Stored data entries
__________
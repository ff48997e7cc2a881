//! Export core modules shared by the CLI writers.
//!
//! ガイド別集計をバイト列（CSV / Excel）に変換する。ファイル書き込みは呼び出し側。

pub mod csv_core;

#[cfg(feature = "excel")]
pub mod excel_core;

/// ガイド別テーブルの列見出し
pub const GUIDE_TABLE_HEADERS: [&str; 4] = ["Nr. Guia", "Convênio", "Total da Guia", "Faturamento"];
__________
→ Assignment
Repeat only the tail of the entries, exactly: the line containing "pub mod csv_core;" and every line after it, to the end.

→ Task solution
pub mod csv_core;

#[cfg(feature = "excel")]
pub mod excel_core;

/// ガイド別テーブルの列見出し
pub const GUIDE_TABLE_HEADERS: [&str; 4] = ["Nr. Guia", "Convênio", "Total da Guia", "Faturamento"];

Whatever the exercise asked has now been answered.